**Task requirements:** Each line of the listing that includes "impl" should be reported.

··········

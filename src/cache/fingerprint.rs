//! Call fingerprints for the tool cache.

use serde_json::Value;
use sha2::{Digest, Sha256};

/// Deterministic key for one external tool call.
///
/// The fingerprint is the hex-encoded SHA-256 of the tool name and the
/// canonical JSON of its arguments. Object keys are sorted recursively and
/// `null` members are dropped, so `{"q": "x", "page": null}` and
/// `{"q": "x"}` name the same call. Array order is significant.
#[derive(Debug, Clone, PartialEq, Eq, Hash, PartialOrd, Ord)]
pub struct Fingerprint(String);

impl Fingerprint {
    pub fn of(tool: &str, arguments: &Value) -> Self {
        let mut hasher = Sha256::new();
        hasher.update(tool.as_bytes());
        hasher.update([0u8]);
        hasher.update(canonical_json(arguments).as_bytes());
        Self(hex::encode(hasher.finalize()))
    }

    pub fn as_str(&self) -> &str {
        &self.0
    }
}

impl std::fmt::Display for Fingerprint {
    fn fmt(&self, f: &mut std::fmt::Formatter<'_>) -> std::fmt::Result {
        write!(f, "{}", self.0)
    }
}

/// Renders `value` with sorted keys and without `null` object members.
pub fn canonical_json(value: &Value) -> String {
    let mut out = String::new();
    write_canonical(value, &mut out);
    out
}

fn write_canonical(value: &Value, out: &mut String) {
    match value {
        Value::Object(map) => {
            let mut keys: Vec<&String> = map
                .iter()
                .filter(|(_, v)| !v.is_null())
                .map(|(k, _)| k)
                .collect();
            keys.sort();
            out.push('{');
            for (i, key) in keys.into_iter().enumerate() {
                if i > 0 {
                    out.push(',');
                }
                out.push_str(&Value::String(key.clone()).to_string());
                out.push(':');
                write_canonical(&map[key], out);
            }
            out.push('}');
        }
        Value::Array(items) => {
            out.push('[');
            for (i, item) in items.iter().enumerate() {
                if i > 0 {
                    out.push(',');
                }
                write_canonical(item, out);
            }
            out.push(']');
        }
        scalar => out.push_str(&scalar.to_string()),
    }
}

··········

**Reply to the task:**
impl Fingerprint {
impl std::fmt::Display for Fingerprint {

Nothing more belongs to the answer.